Is it possible for HIV to spread through kissing?

Because HIV is not transmissible through saliva, it is exceedingly improbable that the infection will be transmitted by kissing. The possibility of transmission exists in the event that both partners have open sores in their mouths, as this may allow the blood of a person who has the infection to enter the bloodstream of the other partner.

Is it possible for HIV to be transmitted through oral sex?

Transmission of HIV through oral intercourse poses a low risk of transmission.

If the bodily fluids of a person with HIV were to reach the bloodstream of another person through an open wound in their mouth, it is possible that the other person might contract HIV. Transmission might also occur if a person with a detectable viral load ejaculated into the mouth of a sexual partner while infected with the virus.

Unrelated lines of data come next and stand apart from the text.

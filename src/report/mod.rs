//! Report builders: pure aggregation over rows fetched by the gateways.
//!
//! Every function in this tree takes already-fetched rows and returns the
//! dashboard's summary shapes. Nothing here touches a database, which is
//! what makes the aggregation rules testable without one.

pub mod analysis;
pub mod classify;
pub mod idf;
pub mod overnight;
pub mod summary;

use chrono::{Duration, NaiveDate, NaiveDateTime, NaiveTime};
use sea_orm::FromQueryResult;

use crate::error::{AppError, AppResult};
use crate::report::classify::StoppageClass;

/// Period labels attached to rows of two-period comparison reports.
pub const PERIOD_ONE: &str = "period 1";
pub const PERIOD_TWO: &str = "period 2";

/// Reset-agent name identifying resets performed by the remote operator.
pub const RESET_AGENT_RCC: &str = "RCC";

/// An inclusive date range as supplied by the dashboard.
///
/// `start`/`end` are the timestamp bounds used in SQL filters: the whole of
/// the end day is included by setting `end` to `enddate + 1 day - 1 second`,
/// so an event at exactly `enddate 23:59:59` is in range and one at
/// `enddate+1 00:00:00` is not.
#[derive(Debug, Clone, Copy, PartialEq, Eq)]
pub struct DateRange {
    pub first_day: NaiveDate,
    pub last_day: NaiveDate,
    pub start: NaiveDateTime,
    pub end: NaiveDateTime,
}

impl DateRange {
    /// Parse `YYYY-MM-DD` query parameters into a range.
    ///
    /// # Errors
    ///
    /// Returns `AppError::BadRequest` for malformed dates or an end date
    /// before the start date.
    pub fn parse(startdate: &str, enddate: &str) -> AppResult<Self> {
        let first_day = parse_day(startdate, "startdate")?;
        let last_day = parse_day(enddate, "enddate")?;

        if last_day < first_day {
            return Err(AppError::BadRequest(
                "enddate must not precede startdate".to_string(),
            ));
        }

        let next_day = last_day
            .succ_opt()
            .ok_or_else(|| AppError::BadRequest("enddate out of range".to_string()))?;

        Ok(Self {
            first_day,
            last_day,
            start: first_day.and_time(NaiveTime::MIN),
            end: next_day.and_time(NaiveTime::MIN) - Duration::seconds(1),
        })
    }

    pub fn contains(&self, t: NaiveDateTime) -> bool {
        self.start <= t && t <= self.end
    }

    /// Calendar days of the range, first to last.
    pub fn days(&self) -> impl Iterator<Item = NaiveDate> + '_ {
        self.first_day.iter_days().take_while(|d| *d <= self.last_day)
    }
}

fn parse_day(value: &str, param: &str) -> AppResult<NaiveDate> {
    NaiveDate::parse_from_str(value.trim(), "%Y-%m-%d").map_err(|_| {
        AppError::BadRequest(format!("invalid {param} '{value}', expected YYYY-MM-DD"))
    })
}

/// One downtime event joined with its reference names, as consumed by every
/// report builder. Produced by `gateway::ops`.
#[derive(Debug, Clone, FromQueryResult)]
pub struct EventRecord {
    pub id: i32,
    /// Wind-farm abbreviation, the grouping key throughout.
    pub windfarm: String,
    pub turbine: String,
    pub rationale: String,
    pub reason: Option<String>,
    /// Manufacturer fault code and its description, when recorded.
    pub fault_code: Option<i32>,
    pub fault_description: Option<String>,
    pub stop_code_id: Option<i32>,
    pub reset_agent: Option<String>,
    pub reset_type: Option<String>,
    pub down_began: NaiveDateTime,
    pub maintenance_began: Option<NaiveDateTime>,
    pub finished: Option<NaiveDateTime>,
    pub note: Option<String>,
}

impl EventRecord {
    pub fn class(&self) -> StoppageClass {
        StoppageClass::from_rationale(&self.rationale)
    }

    /// Hours from down-begin to finish, or to `now` while still open.
    pub fn downtime_hours(&self, now: NaiveDateTime) -> f64 {
        hours_between(self.down_began, self.finished.unwrap_or(now))
    }

    /// Hours from down-begin to finish; `None` while the event is open.
    pub fn completed_downtime_hours(&self) -> Option<f64> {
        self.finished.map(|f| hours_between(self.down_began, f))
    }

    /// Hours from maintenance-start to finish; `None` when either anchor is
    /// missing.
    pub fn maintenance_hours(&self) -> Option<f64> {
        match (self.maintenance_began, self.finished) {
            (Some(began), Some(finished)) => Some(hours_between(began, finished)),
            _ => None,
        }
    }

    pub fn is_rcc_reset(&self) -> bool {
        self.reset_agent.as_deref() == Some(RESET_AGENT_RCC)
    }
}

/// One per-facility per-day row from the production statistics store.
#[derive(Debug, Clone, FromQueryResult)]
pub struct ProductionDay {
    pub windfarm: String,
    pub stat_date: NaiveDate,
    pub avg_wind_speed: Option<f64>,
    pub energy_export: Option<f64>,
}

/// Elapsed hours between two timestamps.
pub fn hours_between(start: NaiveDateTime, end: NaiveDateTime) -> f64 {
    (end - start).num_seconds() as f64 / 3600.0
}

/// Arithmetic mean, defined as 0.0 for an empty set. Every average the
/// dashboard shows goes through here so no endpoint can divide by zero.
pub fn mean(values: &[f64]) -> f64 {
    if values.is_empty() {
        return 0.0;
    }
    values.iter().sum::<f64>() / values.len() as f64
}

/// Round to 3 decimal places (energy figures).
pub fn round3(value: f64) -> f64 {
    (value * 1000.0).round() / 1000.0
}
use sea_orm::DatabaseConnection;
use std::sync::Arc;

use crate::config::Config;

/// Shared per-request state: one connection handle per store.
///
/// `ops` and `stats` are read-only from this service's perspective; the
/// auth store is the only one written to (login audit rows).
#[derive(Clone)]
pub struct AppState {
    pub ops: DatabaseConnection,
    pub stats: DatabaseConnection,
    pub auth: DatabaseConnection,
    pub config: Arc<Config>,
}

impl AppState {
    #[must_use]
    pub fn new(
        ops: DatabaseConnection,
        stats: DatabaseConnection,
        auth: DatabaseConnection,
        config: Config,
    ) -> Self {
        Self {
            ops,
            stats,
            auth,
            config: Arc::new(config),
        }
    }
}
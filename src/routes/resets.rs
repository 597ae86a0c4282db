//! Overnight-reset savings and the fixed IDF heading panel.

use axum::{
    Json,
    extract::{Query, State},
};
use serde::Serialize;
use utoipa::ToSchema;

use crate::common::AppState;
use crate::error::AppResult;
use crate::gateway::{ops, stats};
use crate::report::idf::{IdfHeading, idf_headings as build_idf_headings};
use crate::report::overnight::{
    OvernightResetRow, night_windows, overnight_candidates, overnight_row,
};
use crate::routes::{RangeQuery, verify_site};

#[derive(Debug, Serialize, ToSchema)]
pub struct OvernightResetsResponse {
    #[serde(rename = "overnightResetsDataSet")]
    pub data_set: Vec<OvernightResetRow>,
}

/// Faults reset remotely during night hours, with saved-energy estimates
#[utoipa::path(
    get,
    path = "/api/resets/overnight",
    params(RangeQuery),
    responses(
        (status = 200, description = "One row per overnight reset", body = OvernightResetsResponse),
        (status = 400, description = "Malformed date parameter"),
        (status = 404, description = "Unknown windfarm"),
    ),
    tag = "resets"
)]
pub async fn overnight(
    State(state): State<AppState>,
    Query(query): Query<RangeQuery>,
) -> AppResult<Json<OvernightResetsResponse>> {
    let range = query.range()?;
    let site = verify_site(&state.ops, query.site.as_deref()).await?;
    let events = ops::events_in_range(&state.ops, &range, site).await?;

    let windows = night_windows(&range);
    let candidates = overnight_candidates(&events, &windows);

    let mut rows = Vec::with_capacity(candidates.len());
    for candidate in &candidates {
        let energy =
            stats::energy_for_day(&state.stats, &candidate.event.windfarm, candidate.window.day)
                .await?;
        rows.push(overnight_row(candidate, energy));
    }

    Ok(Json(OvernightResetsResponse { data_set: rows }))
}

#[derive(Debug, Serialize, ToSchema)]
pub struct IdfHeadingsResponse {
    #[serde(rename = "idfDataSet")]
    pub data_set: Vec<IdfHeading>,
}

/// Restart-failure and curtailment-failure IDF buckets for a date range
#[utoipa::path(
    get,
    path = "/api/idf/headings",
    params(RangeQuery),
    responses(
        (status = 200, description = "The two IDF buckets, restart first", body = IdfHeadingsResponse),
        (status = 400, description = "Malformed date parameter"),
        (status = 404, description = "Unknown windfarm"),
    ),
    tag = "resets"
)]
pub async fn idf_headings(
    State(state): State<AppState>,
    Query(query): Query<RangeQuery>,
) -> AppResult<Json<IdfHeadingsResponse>> {
    let range = query.range()?;
    let site = verify_site(&state.ops, query.site.as_deref()).await?;
    let events = ops::events_in_range(&state.ops, &range, site).await?;

    Ok(Json(IdfHeadingsResponse {
        data_set: build_idf_headings(&events),
    }))
}
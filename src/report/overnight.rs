//! Overnight-reset saving estimate: which remote resets happened during the
//! unstaffed night hours, and how much production each one preserved.

use chrono::{NaiveDate, NaiveDateTime, NaiveTime};
use serde::Serialize;
use utoipa::ToSchema;

use crate::report::classify::StoppageClass;
use crate::report::{DateRange, EventRecord, round3};

/// Hour the night shift window opens on the previous day.
pub const NIGHT_START_HOUR: u32 = 19;
/// Hour the window closes on the window's own day.
pub const NIGHT_END_HOUR: u32 = 7;

/// One night of the requested range: `[day-1 19:00, day 07:00)`.
///
/// The start is inclusive and the end exclusive, so 19:00 the evening
/// before is inside the window and 07:00 on the day itself is not.
#[derive(Debug, Clone, Copy, PartialEq, Eq)]
pub struct NightWindow {
    pub day: NaiveDate,
    pub start: NaiveDateTime,
    pub end: NaiveDateTime,
}

impl NightWindow {
    /// Window covering the night leading into `day`, or `None` at the
    /// calendar boundary.
    pub fn leading_into(day: NaiveDate) -> Option<Self> {
        let start_time = NaiveTime::from_hms_opt(NIGHT_START_HOUR, 0, 0)?;
        let end_time = NaiveTime::from_hms_opt(NIGHT_END_HOUR, 0, 0)?;
        let previous = day.pred_opt()?;
        Some(Self {
            day,
            start: previous.and_time(start_time),
            end: day.and_time(end_time),
        })
    }

    pub fn contains(&self, t: NaiveDateTime) -> bool {
        self.start <= t && t < self.end
    }
}

/// One window per calendar day of the range, in day order.
pub fn night_windows(range: &DateRange) -> Vec<NightWindow> {
    range.days().filter_map(NightWindow::leading_into).collect()
}

/// First window containing `t`, scanning in day order.
pub fn matching_night(windows: &[NightWindow], t: NaiveDateTime) -> Option<NightWindow> {
    windows.iter().copied().find(|w| w.contains(t))
}

/// A fault event reset remotely during one of the range's nights.
#[derive(Debug, Clone)]
pub struct OvernightCandidate<'a> {
    pub event: &'a EventRecord,
    pub window: NightWindow,
    pub finished: NaiveDateTime,
}

/// Selects the events the overnight panel reports on: fault-class, reset by
/// the remote operator, started inside a night window. Each event matches
/// at most one night. An event still open has not been reset yet and is
/// skipped.
pub fn overnight_candidates<'a>(
    events: &'a [EventRecord],
    windows: &[NightWindow],
) -> Vec<OvernightCandidate<'a>> {
    let mut candidates = Vec::new();
    for event in events {
        if event.class() != StoppageClass::Fault || !event.is_rcc_reset() {
            continue;
        }
        let Some(finished) = event.finished else {
            continue;
        };
        if let Some(window) = matching_night(windows, event.down_began) {
            candidates.push(OvernightCandidate {
                event,
                window,
                finished,
            });
        }
    }
    candidates
}

/// Hours of night remaining after the reset finished; a reset completed
/// after the window closed saves nothing.
pub fn saved_hours(window_end: NaiveDateTime, finished: NaiveDateTime) -> f64 {
    ((window_end - finished).num_seconds() as f64 / 3600.0).max(0.0)
}

/// Prorated share of the day's exported energy, rounded to 3 decimals.
/// No stats row for that day means no estimate, reported as 0.0.
pub fn prorated_energy(daily_energy_mwh: Option<f64>, saved_hours: f64) -> f64 {
    match daily_energy_mwh {
        Some(energy) => round3(energy / 24.0 * saved_hours),
        None => 0.0,
    }
}

/// One row of the overnight-resets panel.
#[derive(Debug, Clone, Serialize, ToSchema)]
pub struct OvernightResetRow {
    pub windfarm: String,
    pub turbine: String,
    /// The day whose night window matched.
    pub night: NaiveDate,
    pub fault_code: Option<i32>,
    pub fault_description: Option<String>,
    pub down_began: NaiveDateTime,
    pub finished: NaiveDateTime,
    pub saved_hours: f64,
    pub saved_energy_mwh: f64,
}

/// Builds the panel row for one candidate, given that day's exported energy
/// for the candidate's windfarm.
pub fn overnight_row(
    candidate: &OvernightCandidate<'_>,
    daily_energy_mwh: Option<f64>,
) -> OvernightResetRow {
    let saved = saved_hours(candidate.window.end, candidate.finished);
    OvernightResetRow {
        windfarm: candidate.event.windfarm.clone(),
        turbine: candidate.event.turbine.clone(),
        night: candidate.window.day,
        fault_code: candidate.event.fault_code,
        fault_description: candidate.event.fault_description.clone(),
        down_began: candidate.event.down_began,
        finished: candidate.finished,
        saved_hours: saved,
        saved_energy_mwh: prorated_energy(daily_energy_mwh, saved),
    }
}
//! Storage traits and error types
//!
//! This module defines the trait interface for entity stores and
//! associated error types.

use std::hash::Hash;
use thiserror::Error;

/// Errors that can occur during storage operations
#[derive(Debug, Error)]
pub enum StoreError {
    #[error("Store unavailable: {0}")]
    Unavailable(String),

    #[error("Store lock poisoned")]
    Poisoned,

    #[error("Backend error: {0}")]
    Backend(String),
}

/// Result type for storage operations
pub type StoreResult<T> = Result<T, StoreError>;

/// Identifies an entity within a store
///
/// `exists`, `update` and `delete` match entities by this key, the way a
/// relational store matches rows by primary key.
pub trait EntityKey {
    type Key: Eq + Hash + Clone + Send + Sync;

    fn key(&self) -> Self::Key;
}

/// Trait for sequential, offset-addressed entity stores
///
/// The crawl controller only ever calls [`EntityStore::find`], sequentially
/// and starting from offset 0, on tokio's blocking pool, so a synchronous
/// database driver can sit behind it. An `Ok(None)` is read again after the
/// next completion while units are still out. The other
/// operations are there for strategies, which may call them concurrently
/// from fetcher tasks, so implementations must be safe to share between
/// threads.
pub trait EntityStore<E>: Send + Sync {
    /// Inserts a new entity
    ///
    /// # Returns
    ///
    /// `true` if the entity was inserted, `false` if it already existed
    fn insert(&self, entity: E) -> StoreResult<bool>;

    /// Deletes the entity matching `entity`'s key
    fn delete(&self, entity: &E) -> StoreResult<bool>;

    /// Finds the entity at a specific offset
    ///
    /// # Returns
    ///
    /// * `Ok(Some(entity))` - An entity exists at this offset
    /// * `Ok(None)` - The offset is past the end of the sequence
    fn find(&self, offset: u64) -> StoreResult<Option<E>>;

    /// Checks whether an entity with the same key exists
    fn exists(&self, entity: &E) -> StoreResult<bool>;

    /// Replaces the stored entity that has the same key
    fn update(&self, entity: E) -> StoreResult<bool>;
}

impl<E, S> EntityStore<E> for std::sync::Arc<S>
where
    S: EntityStore<E> + ?Sized,
{
    fn insert(&self, entity: E) -> StoreResult<bool> {
        (**self).insert(entity)
    }

    fn delete(&self, entity: &E) -> StoreResult<bool> {
        (**self).delete(entity)
    }

    fn find(&self, offset: u64) -> StoreResult<Option<E>> {
        (**self).find(offset)
    }

    fn exists(&self, entity: &E) -> StoreResult<bool> {
        (**self).exists(entity)
    }

    fn update(&self, entity: E) -> StoreResult<bool> {
        (**self).update(entity)
    }
}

For this reason, barrier protection such as condoms and dental dams should be used during sexual activity whenever possible.

Other issues involving the mouth

People living with HIV may develop a variety of additional illnesses that can cause mouth issues, such as:

  • human papillomavirus
  • canker sores
  • gum disease
  • Kaposi’s sarcoma

The reason for this is that HIV weakens the immune system, making it more difficult for the body to fight off infection when it is present.

Conclusion

HIV can induce a wide range of symptoms that might manifest themselves in any part of the body. The tongue might be affected by oral symptoms, which are common during the first stage of the virus’s life cycle. A person infected with HIV has a weakened immune response, making him or her particularly prone to new infections. Consequently, those living with HIV are more likely to develop other difficulties, such as illnesses such as oral herpes.

Through kissing, there is a very little chance that HIV will spread. Illness occurs when the virus is passed from one person to another by the bloodstream, breast milk, vaginal fluid, or sperm of a person who has the infection. The virus would therefore have to be present in the mouths of both partners in order for it to spread through kissing.